> Requirement
Records follow. Copy every line with "first".

BEGIN Extracted material

use crate::adapter::{ComponentAdapter, ComponentAdapterPtr};
use crate::behavior::{delegate_adapter, report_behavior, BehaviorFactory, BehaviorFactoryPtr};
use crate::characteristics::{Characteristic, Characteristics};
use crate::container::Container;
use crate::definition::ComponentDefinition;
use crate::error::{ComponentInstanceProviderError, ContainerError};
use crate::instance_provider::{ComponentInstanceAnyPtr, ComponentInstanceProvider};
use crate::key::ComponentKey;
use crate::lifecycle::LifecycleStrategyPtr;
use crate::monitor::MonitorHandle;
use crate::sync::lock;
use fxhash::FxHashMap;
use std::any::Any;
use std::sync::{Arc, Mutex};
use std::thread::{self, ThreadId};
use tracing::debug;

/// Stores one instance per thread. Thread-scoped instances do not take part in the container
/// lifecycle.
pub struct ThreadCached {
    delegate: ComponentAdapterPtr,
    stored: Mutex<FxHashMap<ThreadId, ComponentInstanceAnyPtr>>,
}

impl ThreadCached {
    pub fn new(delegate: ComponentAdapterPtr) -> Self {
        Self {
            delegate,
            stored: Default::default(),
        }
    }

    /// Forgets the instance stored for the current thread.
    pub fn flush(&self) {
        debug!(key = %self.delegate.key(), "Flushing thread cached instance.");
        lock(&self.stored).remove(&thread::current().id());
    }

    /// Number of threads currently holding an instance.
    pub fn thread_count(&self) -> usize {
        lock(&self.stored).len()
    }
}

impl ComponentAdapter for ThreadCached {
    #[inline]
    fn key(&self) -> &ComponentKey {
        self.delegate.key()
    }

    #[inline]
    fn definition(&self) -> &ComponentDefinition {
        self.delegate.definition()
    }

    fn instance(
        &self,
        instance_provider: &mut dyn ComponentInstanceProvider,
    ) -> Result<ComponentInstanceAnyPtr, ComponentInstanceProviderError> {
        let thread_id = thread::current().id();
        if let Some(instance) = lock(&self.stored).get(&thread_id) {
            return Ok(instance.clone());
        }

        let instance = self.delegate.instance(instance_provider)?;
        Ok(lock(&self.stored)
            .entry(thread_id)
            .or_insert(instance)
            .clone())
    }

    fn verify(&self, container: &dyn Container) -> Result<(), ComponentInstanceProviderError> {
        self.delegate.verify(container)
    }

    fn descriptor(&self) -> String {
        "ThreadCached".to_string()
    }

    #[inline]
    fn delegate(&self) -> Option<&ComponentAdapterPtr> {
        Some(&self.delegate)
    }

    fn stored_instance(&self) -> Option<ComponentInstanceAnyPtr> {
        lock(&self.stored).get(&thread::current().id()).cloned()
    }

    fn as_any(&self) -> &dyn Any {
        self
    }
}

/// Caches all components per thread, unless registered with [Characteristic::NoCache].
#[derive(Clone, Default)]
pub struct ThreadCaching {
    delegate: Option<BehaviorFactoryPtr>,
}

impl ThreadCaching {
    pub fn wrap(mut self, delegate: BehaviorFactoryPtr) -> Self {
        self.delegate = Some(delegate);
        self
    }
}

impl BehaviorFactory for ThreadCaching {
    fn add_component_adapter(
        &self,
        monitor: &MonitorHandle,
        lifecycle_strategy: &LifecycleStrategyPtr,
        characteristics: &mut Characteristics,
        adapter: ComponentAdapterPtr,
    ) -> Result<ComponentAdapterPtr, ContainerError> {
        let no_cache = characteristics.remove(&Characteristic::NoCache);
        characteristics.remove(&Characteristic::ThreadCache);

        let adapter = delegate_adapter(
            &self.delegate,
            monitor,
            lifecycle_strategy,
            characteristics,
            adapter,
        )?;

        if no_cache {
            return Ok(adapter);
        }

        let adapter: ComponentAdapterPtr = Arc::new(ThreadCached::new(adapter));
        report_behavior(monitor, &adapter);
        Ok(adapter)
    }
}
//! Component adapters produce or hold component instances for a given key. Adapters can be
//! decorated by [behaviors](crate::behavior), forming chains ending in an
//! [Injector](crate::injection::Injector) or an [InstanceAdapter].

use crate::component::DependencyKind;
use crate::container::Container;
use crate::definition::ComponentDefinition;
use crate::error::{ComponentInstanceProviderError, ContainerError};
use crate::instance_provider::{ComponentInstanceAnyPtr, ComponentInstanceProvider};
use crate::key::ComponentKey;
use crate::lifecycle::{
    ComponentLifecycle, LifecycleContext, LifecycleStrategyPtr, StoredInstance,
};
use crate::monitor::MonitorHandle;
use crate::sync::lock;
use itertools::Itertools;
use std::any::Any;
use std::sync::{Arc, Mutex};

pub type ComponentAdapterPtr = Arc<dyn ComponentAdapter>;

/// Produces component instances registered under a single key.
pub trait ComponentAdapter: Send + Sync {
    fn key(&self) -> &ComponentKey;

    fn definition(&self) -> &ComponentDefinition;

    /// Returns an instance, creating it if needed, using the given provider for dependencies.
    fn instance(
        &self,
        instance_provider: &mut dyn ComponentInstanceProvider,
    ) -> Result<ComponentInstanceAnyPtr, ComponentInstanceProviderError>;

    /// Checks if an instance could be created in given container, without instantiating anything.
    fn verify(&self, container: &dyn Container) -> Result<(), ComponentInstanceProviderError> {
        match self.delegate() {
            Some(delegate) => delegate.verify(container),
            None => verify_dependencies(self.definition(), container),
        }
    }

    /// Short description of this adapter alone. See [chain_descriptor] for the whole chain.
    fn descriptor(&self) -> String;

    /// Next adapter in the decoration chain.
    fn delegate(&self) -> Option<&ComponentAdapterPtr> {
        None
    }

    /// Lifecycle of the stored instance, if any adapter in the chain stores one.
    fn lifecycle(&self) -> Option<&dyn ComponentLifecycle> {
        self.delegate().and_then(|delegate| delegate.lifecycle())
    }

    /// Currently stored instance, without creating one.
    fn stored_instance(&self) -> Option<ComponentInstanceAnyPtr> {
        self.delegate()
            .and_then(|delegate| delegate.stored_instance())
    }

    /// Automatic components are instantiated on container start.
    fn is_automatic(&self) -> bool {
        self.delegate()
            .map(|delegate| delegate.is_automatic())
            .unwrap_or_default()
    }

    fn as_any(&self) -> &dyn Any;
}

/// Finds an adapter of given type in the decoration chain, starting with the given adapter.
pub fn find_adapter_of_type<A: ComponentAdapter + 'static>(
    adapter: &dyn ComponentAdapter,
) -> Option<&A> {
    let mut current = adapter;
    loop {
        if let Some(adapter) = current.as_any().downcast_ref::<A>() {
            return Some(adapter);
        }

        current = current.delegate()?.as_ref();
    }
}

/// Describes the whole decoration chain, e.g. `Cached+Lifecycle:ConstructorInjector-app::Foo`.
pub fn chain_descriptor(adapter: &dyn ComponentAdapter) -> String {
    let mut descriptors = vec![adapter.descriptor()];
    let mut current = adapter.delegate();
    while let Some(adapter) = current {
        descriptors.push(adapter.descriptor());
        current = adapter.delegate();
    }

    descriptors.join(":")
}

/// Checks if both pointers refer to the same adapter.
#[inline]
pub fn same_adapter(first: &ComponentAdapterPtr, second: &ComponentAdapterPtr) -> bool {
    Arc::ptr_eq(first, second)
}

/// Checks declared dependencies of a component against given container: required single
/// dependencies must be resolvable and no single dependency may be ambiguous.
pub fn verify_dependencies(
    definition: &ComponentDefinition,
    container: &dyn Container,
) -> Result<(), ComponentInstanceProviderError> {
    for dependency in &definition.dependencies {
        if dependency.kind == DependencyKind::Collection {
            continue;
        }

        let required = dependency.kind == DependencyKind::Single;
        if let Some(name) = &dependency.name {
            match container.component_adapter(&ComponentKey::Name(name.clone())) {
                Some(adapter) if !adapter.definition().provides(dependency.requested) => {
                    return Err(ComponentInstanceProviderError::IncompatibleComponent(
                        dependency.requested,
                    ))
                }
                None if required => {
                    return Err(ComponentInstanceProviderError::NoNamedInstance(
                        name.clone(),
                    ))
                }
                _ => {}
            }
        } else if container
            .find_adapter_for_type(dependency.requested, dependency.hint.as_deref())?
            .is_none()
            && required
        {
            return Err(ComponentInstanceProviderError::NoPrimaryInstance(
                dependency.requested,
            ));
        }
    }

    Ok(())
}

/// Adapter holding a ready-made instance. Registered instances are not decorated by behaviors,
/// but their lifecycle is still managed by the container.
pub struct InstanceAdapter {
    key: ComponentKey,
    definition: ComponentDefinition,
    stored: Mutex<StoredInstance>,
    lifecycle_strategy: LifecycleStrategyPtr,
    monitor: MonitorHandle,
}

impl InstanceAdapter {
    pub fn new(
        key: ComponentKey,
        definition: ComponentDefinition,
        instance: ComponentInstanceAnyPtr,
        lifecycle_strategy: LifecycleStrategyPtr,
        monitor: MonitorHandle,
    ) -> Self {
        Self {
            key,
            definition,
            stored: Mutex::new(StoredInstance::new(instance)),
            lifecycle_strategy,
            monitor,
        }
    }

    fn with_context<R>(
        &self,
        operation: impl FnOnce(&mut StoredInstance, &LifecycleContext) -> R,
    ) -> R {
        let monitor = self.monitor.current();
        let context = LifecycleContext {
            key: &self.key,
            definition: &self.definition,
            strategy: self.lifecycle_strategy.as_ref(),
            monitor: monitor.as_ref(),
        };

        let mut stored = lock(&self.stored);
        operation(&mut *stored, &context)
    }
}

impl ComponentAdapter for InstanceAdapter {
    #[inline]
    fn key(&self) -> &ComponentKey {
        &self.key
    }

    #[inline]
    fn definition(&self) -> &ComponentDefinition {
        &self.definition
    }

    fn instance(
        &self,
        _instance_provider: &mut dyn ComponentInstanceProvider,
    ) -> Result<ComponentInstanceAnyPtr, ComponentInstanceProviderError> {
        lock(&self.stored)
            .instance
            .clone()
            .ok_or_else(|| ComponentInstanceProviderError::NoNamedInstance(self.key.to_string()))
    }

    fn verify(&self, _container: &dyn Container) -> Result<(), ComponentInstanceProviderError> {
        Ok(())
    }

    fn descriptor(&self) -> String {
        format!(
            "Instance-{}",
            self.definition
                .provided_types
                .iter()
                .map(|provided| provided.type_info.name())
                .join("|")
        )
    }

    fn lifecycle(&self) -> Option<&dyn ComponentLifecycle> {
        Some(self)
    }

    fn stored_instance(&self) -> Option<ComponentInstanceAnyPtr> {
        lock(&self.stored).instance.clone()
    }

    fn as_any(&self) -> &dyn Any {
        self
    }
}

impl ComponentLifecycle for InstanceAdapter {
    fn start(&self) -> Result<(), ContainerError> {
        self.with_context(|stored, context| stored.start(context))
    }

    fn stop(&self) -> Result<(), ContainerError> {
        self.with_context(|stored, context| stored.stop(context))
    }

    fn dispose(&self) -> Result<(), ContainerError> {
        self.with_context(|stored, context| stored.dispose(context))
    }

    fn has_lifecycle(&self) -> bool {
        self.lifecycle_strategy.has_lifecycle(&self.definition)
    }

    fn is_started(&self) -> bool {
        lock(&self.stored).is_started()
    }
}

#[cfg(test)]
mod tests {
    use crate::adapter::{chain_descriptor, find_adapter_of_type, ComponentAdapter, InstanceAdapter};
    use crate::definition::ComponentDefinition;
    use crate::instance_provider::{ComponentInstanceAnyPtr, ComponentInstancePtr};
    use crate::key::ComponentKey;
    use crate::lifecycle::{NullLifecycleStrategy, StartableLifecycleStrategy};
    use crate::monitor::MonitorHandle;
    use std::sync::Arc;

    fn create_adapter() -> InstanceAdapter {
        InstanceAdapter::new(
            ComponentKey::from("port"),
            ComponentDefinition::of_value::<u16>(),
            ComponentInstancePtr::new(8080u16) as ComponentInstanceAnyPtr,
            Arc::new(StartableLifecycleStrategy::default()),
            MonitorHandle::default(),
        )
    }

    #[test]
    fn should_describe_instance_adapter() {
        let adapter = create_adapter();
        assert_eq!(chain_descriptor(&adapter), "Instance-u16");
        assert!(find_adapter_of_type::<InstanceAdapter>(&adapter).is_some());
        assert!(!adapter.is_automatic());
    }

    #[test]
    fn should_expose_stored_instance() {
        let adapter = create_adapter();
        let instance = adapter
            .stored_instance()
            .unwrap()
            .downcast::<u16>()
            .unwrap();
        assert_eq!(*instance, 8080);
    }

    #[test]
    fn should_report_lifecycle_from_strategy() {
        let adapter = create_adapter();
        assert!(!adapter.lifecycle().unwrap().has_lifecycle());

        let adapter = InstanceAdapter::new(
            ComponentKey::from("port"),
            ComponentDefinition::of_value::<u16>(),
            ComponentInstancePtr::new(8080u16) as ComponentInstanceAnyPtr,
            Arc::new(NullLifecycleStrategy),
            MonitorHandle::default(),
        );
        let lifecycle = adapter.lifecycle().unwrap();
        lifecycle.start().unwrap();
        assert!(lifecycle.is_started());
    }
}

END Extracted material

> Solution
pub fn same_adapter(first: &ComponentAdapterPtr, second: &ComponentAdapterPtr) -> bool {
    Arc::ptr_eq(first, second)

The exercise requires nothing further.